— Qu’y a-t-il ?
— Vous voyez cette Dodge blanche, là-bas !
— C’est « eux » ?
— Oui.
Il ajouta, sans quitter la voiture du regard :
— Ils vont suivre l’autobus lorsque celui-ci repartira. Très bien. Abdulah et vous, descendez et allez récupérer la Camaro. Je m’en vais tout de suite. Faites-en de même. Prenez la route de Lima, le bus y retourne. A quelques kilomètres de la ville arrêtez-vous sur le bas-côté et soulevez le capot comme si vous étiez en panne. Lorsque le car et la Dodge seront passés, repartez et filez-les à distance. Surtout ouvrez l’œil car la chose aura lieu sur le parcours ou à l’arrivée.

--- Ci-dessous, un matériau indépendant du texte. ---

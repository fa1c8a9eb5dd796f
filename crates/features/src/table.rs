//! Output table
//!
//! One typed row per retained book snapshot. The per-offset and per-tier
//! vectors are indexed by the table's [`FeatureSchema`], which is fixed when
//! the table is built.

use bitmicro_core::Timestamp;
use serde::{Deserialize, Serialize};

use crate::config::FeatureConfig;

/// Column layout shared by every row of a table
#[derive(Debug, Clone, PartialEq, Serialize, Deserialize)]
pub struct FeatureSchema {
    pub mid_offsets: Vec<Timestamp>,
    pub trade_offsets: Vec<Timestamp>,
    pub power_tiers: Vec<i32>,
}

impl FeatureSchema {
    pub fn from_config(config: &FeatureConfig) -> Self {
        Self {
            mid_offsets: config.mid_offsets.clone(),
            trade_offsets: config.trade_offsets.clone(),
            power_tiers: config.power_tiers.clone(),
        }
    }

    /// Flat column names, in the order [`FeatureRow::values`] yields them
    pub fn column_names(&self) -> Vec<String> {
        let mut names = vec!["width".to_string(), "mid".to_string()];
        for n in &self.mid_offsets {
            names.push(format!("mid{}", n));
            names.push(format!("prev{}", n));
        }
        for p in &self.power_tiers {
            names.push(format!("imbalance{}", p));
            names.push(format!("adjusted_price{}", p));
        }
        for n in &self.trade_offsets {
            names.push(format!("trades{}", n));
            names.push(format!("aggressor{}", n));
            names.push(format!("trend{}", n));
        }
        names
    }
}

/// Distance-weighted book features for one power tier
#[derive(Debug, Clone, Copy, PartialEq, Serialize, Deserialize)]
pub struct PowerFeatures {
    /// Weighted bid volume minus weighted ask volume
    pub imbalance: f64,
    /// `ln(adjusted_price / mid)`; `None` when no level carried weight
    pub adjusted_price: Option<f64>,
}

/// Trailing-window trade features for one offset
#[derive(Debug, Clone, Copy, PartialEq, Serialize, Deserialize)]
pub struct TradeFeatures {
    /// `ln(mid / vwap)`, 0 for an empty window
    pub average: f64,
    /// Buy volume minus sell volume
    pub aggressor: f64,
    /// Least-squares slope of price against time
    pub trend: f64,
}

impl TradeFeatures {
    pub const EMPTY: TradeFeatures = TradeFeatures {
        average: 0.0,
        aggressor: 0.0,
        trend: 0.0,
    };
}

/// Features and labels for a single book snapshot
#[derive(Debug, Clone, PartialEq, Serialize, Deserialize)]
pub struct FeatureRow {
    pub timestamp: Timestamp,
    pub width: f64,
    pub mid: f64,
    /// `ln(mid(t + n) / mid(t))` per mid offset; missing past the end of history
    pub forward: Vec<Option<f64>>,
    /// `ln(mid(t) / mid(t - n))` per mid offset; 0 without history
    pub backward: Vec<f64>,
    /// One entry per power tier
    pub power: Vec<PowerFeatures>,
    /// One entry per trade offset
    pub trades: Vec<TradeFeatures>,
}

impl FeatureRow {
    /// Row values flattened in [`FeatureSchema::column_names`] order
    pub fn values(&self) -> Vec<Option<f64>> {
        let mut values = vec![Some(self.width), Some(self.mid)];
        for (forward, backward) in self.forward.iter().zip(&self.backward) {
            values.push(*forward);
            values.push(Some(*backward));
        }
        for tier in &self.power {
            values.push(Some(tier.imbalance));
            values.push(tier.adjusted_price);
        }
        for trade in &self.trades {
            values.push(Some(trade.average));
            values.push(Some(trade.aggressor));
            values.push(Some(trade.trend));
        }
        values
    }

    /// Check every forward label is present
    pub fn is_labeled(&self) -> bool {
        self.forward.iter().all(Option::is_some)
    }
}

/// Assembled feature table, ready for a training pipeline or live predictor
#[derive(Debug, Clone, PartialEq, Serialize, Deserialize)]
pub struct FeatureTable {
    schema: FeatureSchema,
    rows: Vec<FeatureRow>,
}

impl FeatureTable {
    pub fn new(schema: FeatureSchema, rows: Vec<FeatureRow>) -> Self {
        Self { schema, rows }
    }

    pub fn schema(&self) -> &FeatureSchema {
        &self.schema
    }

    pub fn rows(&self) -> &[FeatureRow] {
        &self.rows
    }

    pub fn into_rows(self) -> Vec<FeatureRow> {
        self.rows
    }

    pub fn len(&self) -> usize {
        self.rows.len()
    }

    pub fn is_empty(&self) -> bool {
        self.rows.is_empty()
    }

    /// Row keys in table order
    pub fn timestamps(&self) -> Vec<Timestamp> {
        self.rows.iter().map(|row| row.timestamp).collect()
    }

    /// Row for a given snapshot timestamp
    pub fn row(&self, timestamp: Timestamp) -> Option<&FeatureRow> {
        self.rows.iter().find(|row| row.timestamp == timestamp)
    }

    /// A single column by name, e.g. `"mid30"` or `"trend120"`
    pub fn column(&self, name: &str) -> Option<Vec<Option<f64>>> {
        let position = self
            .schema
            .column_names()
            .iter()
            .position(|column| column == name)?;
        Some(self.rows.iter().map(|row| row.values()[position]).collect())
    }
}
//! Trade feature derivation
//!
//! Statistics over the trades that printed in a trailing window before a
//! snapshot. The window for snapshot `ts` and offset `n` covers
//! `[ts - n, ts - 1]`, so a trade stamped in the same second as the
//! snapshot is never visible to it.

use bitmicro_core::{Timestamp, Trade, to_f64};
use rust_decimal::Decimal;

use crate::alignment::range_by;
use crate::table::TradeFeatures;

/// Minimum number of trades for a meaningful trend fit
const MIN_TREND_POINTS: usize = 3;

/// Trades stamped in `[ts - offset, ts - 1]`
///
/// `trades` must be ascending by timestamp.
pub fn trades_in_window(trades: &[Trade], ts: Timestamp, offset: Timestamp) -> &[Trade] {
    &trades[range_by(trades, ts - offset, ts, |trade| trade.timestamp)]
}

/// Volume-weighted average price, `None` for an empty window
pub fn volume_weighted_average(window: &[Trade]) -> Option<f64> {
    let volume: Decimal = window.iter().map(|trade| trade.amount).sum();
    if volume.is_zero() {
        return None;
    }
    let notional: Decimal = window.iter().map(Trade::notional).sum();
    Some(to_f64(notional / volume))
}

/// Buy volume minus sell volume
pub fn aggressor_imbalance(window: &[Trade]) -> f64 {
    to_f64(window.iter().map(Trade::signed_amount).sum())
}

/// Least-squares slope of price against timestamp
///
/// Fewer than three trades, or trades all stamped in the same second, have
/// no stable fit and report 0.
pub fn trend(window: &[Trade]) -> f64 {
    if window.len() < MIN_TREND_POINTS {
        return 0.0;
    }

    let n = window.len() as f64;
    let mean_x = window.iter().map(|t| t.timestamp as f64).sum::<f64>() / n;
    let mean_y = window.iter().map(|t| to_f64(t.price)).sum::<f64>() / n;

    let (sxy, sxx) = window.iter().fold((0.0, 0.0), |(sxy, sxx), t| {
        let dx = t.timestamp as f64 - mean_x;
        let dy = to_f64(t.price) - mean_y;
        (sxy + dx * dy, sxx + dx * dx)
    });

    if sxx == 0.0 { 0.0 } else { sxy / sxx }
}

/// All trade features for snapshot `ts` and one offset
///
/// The average is reported as `ln(mid / vwap)` and zero-filled when the
/// window is empty.
pub fn trade_features(trades: &[Trade], ts: Timestamp, offset: Timestamp, mid: f64) -> TradeFeatures {
    let window = trades_in_window(trades, ts, offset);
    if window.is_empty() {
        return TradeFeatures::EMPTY;
    }

    let average = volume_weighted_average(window)
        .map(|vwap| (mid / vwap).ln())
        .filter(|value| value.is_finite())
        .unwrap_or(0.0);

    TradeFeatures {
        average,
        aggressor: aggressor_imbalance(window),
        trend: trend(window),
    }
}

#[cfg(test)]
mod tests {
    use super::*;
    use bitmicro_core::Side;
    use rust_decimal_macros::dec;

    fn trade(id: u64, ts: Timestamp, price: Decimal, amount: Decimal, side: Side) -> Trade {
        Trade::new(id, ts, price, amount, side)
    }

    fn three_buys() -> Vec<Trade> {
        vec![
            trade(1, 5, dec!(10), dec!(1), Side::Buy),
            trade(2, 6, dec!(11), dec!(1), Side::Buy),
            trade(3, 7, dec!(12), dec!(1), Side::Buy),
        ]
    }

    #[test]
    fn test_window_excludes_snapshot_second() {
        let trades: Vec<Trade> = (0..10)
            .map(|i| trade(i, i as Timestamp, dec!(100), dec!(1), Side::Buy))
            .collect();

        let window = trades_in_window(&trades, 8, 3);
        let stamps: Vec<Timestamp> = window.iter().map(|t| t.timestamp).collect();
        assert_eq!(stamps, vec![5, 6, 7]);

        assert!(trades_in_window(&trades, 0, 5).is_empty());
        assert_eq!(trades_in_window(&trades, 100, 1000).len(), 10);
    }

    #[test]
    fn test_window_keeps_same_second_trades() {
        let trades = vec![
            trade(1, 4, dec!(100), dec!(1), Side::Buy),
            trade(2, 5, dec!(100), dec!(1), Side::Buy),
            trade(3, 5, dec!(101), dec!(1), Side::Sell),
            trade(4, 6, dec!(102), dec!(1), Side::Buy),
        ];
        let window = trades_in_window(&trades, 6, 1);
        assert_eq!(window.iter().map(|t| t.id).collect::<Vec<_>>(), vec![2, 3]);
    }

    #[test]
    fn test_three_trade_example() {
        let trades = three_buys();
        let window = trades_in_window(&trades, 8, 3);
        assert_eq!(window.len(), 3);

        assert_eq!(volume_weighted_average(window), Some(11.0));
        assert_eq!(aggressor_imbalance(window), 3.0);
        assert_eq!(trend(window), 1.0);
    }

    #[test]
    fn test_empty_window() {
        assert_eq!(volume_weighted_average(&[]), None);
        assert_eq!(aggressor_imbalance(&[]), 0.0);
        assert_eq!(trend(&[]), 0.0);
        assert_eq!(trade_features(&three_buys(), 100, 10, 11.0), TradeFeatures::EMPTY);
    }

    #[test]
    fn test_vwap_weights_by_amount() {
        let window = vec![
            trade(1, 1, dec!(10), dec!(3), Side::Buy),
            trade(2, 2, dec!(20), dec!(1), Side::Sell),
        ];
        assert_eq!(volume_weighted_average(&window), Some(12.5));
        assert_eq!(aggressor_imbalance(&window), 2.0);
    }

    #[test]
    fn test_trend_two_points_is_zero() {
        let window = vec![
            trade(1, 1, dec!(10), dec!(1), Side::Buy),
            trade(2, 2, dec!(20), dec!(1), Side::Buy),
        ];
        assert_eq!(trend(&window), 0.0);
    }

    #[test]
    fn test_trend_collinear_slope() {
        let window: Vec<Trade> = (0..5)
            .map(|i| {
                trade(
                    i,
                    10 + 2 * i as Timestamp,
                    Decimal::from(50 - 3 * i as i64),
                    dec!(1),
                    Side::Sell,
                )
            })
            .collect();
        // Price drops 3 every 2 seconds
        assert!((trend(&window) + 1.5).abs() < 1e-12);
    }

    #[test]
    fn test_trend_same_second_is_zero() {
        let window = vec![
            trade(1, 7, dec!(10), dec!(1), Side::Buy),
            trade(2, 7, dec!(11), dec!(1), Side::Buy),
            trade(3, 7, dec!(12), dec!(1), Side::Buy),
        ];
        assert_eq!(trend(&window), 0.0);
    }

    #[test]
    fn test_trade_features_log_normalizes_average() {
        let features = trade_features(&three_buys(), 8, 3, 11.0);
        assert_eq!(features.average, 0.0);
        assert_eq!(features.aggressor, 3.0);
        assert_eq!(features.trend, 1.0);

        let features = trade_features(&three_buys(), 8, 3, 22.0);
        assert!((features.average - 2f64.ln()).abs() < 1e-12);
    }
}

J’eus envie de lui demander ce qu’il comptait faire, lui, mais sachant qu’il abhorrait les questions, j’obéis sans chercher à obtenir de précisions.
Une fois que nous fûmes stoppés sur la route, je me mis à regretter la climatisation délicieuse du van. Malgré que l’après-midi touchât à sa fin, le mahomet continuait de souquer ferme et on morflait sérieusement.
Le capot redressé nous transformait en naufragés. Il y eut un vieux tacot piloté par un brave mec fringué comme pour la pube du café Jacques Vabre qui s’arrêta pour nous offrir aide et assistance, mais j’assurai à cet altruiste de mes deux que nous attendions une dépanneuse, ce qui ne laissa pas de le surprendre vu que les dépanneurs, dans ce bled merdique, tu m’as compris ?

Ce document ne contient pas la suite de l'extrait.